Bioirrigation is a main component in element cycling. Some of these elements include: Magnesium, Nitrogen, Calcium, Strontium, Molybdenum, and Uranium. Other elements are only displaced at certain steps in the bioirrigation process. Aluminium, Iron, Cobalt, Copper, Zinc, and Cerium are all affected at the start of the process, when the larvae begins to dig into the sediment. While Manganese, Nickel, Arsenic, Cadmium and Caesium were all mobilized slightly after the burrowing process.

== Challenges to Studying Bioirrigation ==
When trying to describe this biologically driven dynamic process, scientists have not been able to develop a 3D image of the process yet.

== New Mechanisms to Study Bioirrigation ==

4D tracing of bioirrigation in marine sediment

There is a hybrid medical imaging technique using a position emission tomography/computed tomography (PET/CT) to measure the ventilation and visualize the pore water advection that is caused by the organisms in 4D imaging.
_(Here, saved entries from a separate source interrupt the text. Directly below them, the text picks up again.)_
//! Shared client configuration.

use std::path::PathBuf;

use lingua_extraction::ExtractionConfig;
use lingua_learning_context::DEFAULT_POOL_SIZE;

/// Environment variable overriding the chain registry location.
pub const CHAINS_ENV_VAR: &str = "LINGUA_CHAINS";

/// Configuration shared by every call made through a client.
#[derive(Debug, Clone)]
pub struct ClientConfig {
    /// Retry defaults for structured extraction.
    pub extraction: ExtractionConfig,

    /// Breadth-stage pool size for learning-context sampling.
    ///
    /// Default: 30
    pub sampler_pool_size: usize,
}

impl Default for ClientConfig {
    fn default() -> Self {
        Self {
            extraction: ExtractionConfig::default(),
            sampler_pool_size: DEFAULT_POOL_SIZE,
        }
    }
}

impl ClientConfig {
    /// Create a new `ClientConfig` with default settings.
    #[must_use]
    pub fn new() -> Self {
        Self::default()
    }

    /// Set the extraction retry defaults.
    #[must_use]
    pub fn with_extraction(mut self, extraction: ExtractionConfig) -> Self {
        self.extraction = extraction;
        self
    }

    /// Set the sampler pool size.
    #[must_use]
    pub const fn with_sampler_pool_size(mut self, pool_size: usize) -> Self {
        self.sampler_pool_size = pool_size;
        self
    }
}

/// `<config dir>/lingua/chains.json`, where the platform has a config dir.
#[must_use]
pub fn default_chains_path() -> Option<PathBuf> {
    dirs::config_dir().map(|dir| dir.join("lingua").join("chains.json"))
}

/// Picks the registry file: an explicit path, then [`CHAINS_ENV_VAR`], then
/// [`default_chains_path`].
#[must_use]
pub fn resolve_chains_path(explicit: Option<PathBuf>) -> Option<PathBuf> {
    explicit
        .or_else(|| std::env::var_os(CHAINS_ENV_VAR).map(PathBuf::from))
        .or_else(default_chains_path)
}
4D tracing of bioirrigation in marine sediment

== Ecological Importance of Bioirrigation ==
When coastal ecosystems do not have bioirrigating organisms, like lugworms, it results in a lot of sedimentary problems. Some of these problems include clogging of the sediment with organic-rich fine particles and a drastic decrease in sediment permeability. It also makes it so the oxygen cannot penetrate deeply into the sediment and there is accumulation of reduced mineralized products in pore water. These problems disrupt the foundations of a coastal ecosystem.

== Economic Impacts ==
Two organisms that contribute to the bioturbation of soil are Nephtys caeca (Fabricius) and Nereis virens (Sars) annelidae. They dig, bioirrigate, and feed in the sediment and they homogenize the particles found in the sediment when they partake in these activities because of their erratic movements. The bioirrigation generated by these organisms modifies the distribution of dinoflagellate cysts in the sedimentary column. They either bury them or raise them back to the surface, keeping them rotating. One of the most important dinoflagellates that these organisms help distribute is called noxious microalgae and it is responsible for the formation of toxic red tides. These red tides poison mollusks and crustaceans which results in very important economic losses in the fishing industry.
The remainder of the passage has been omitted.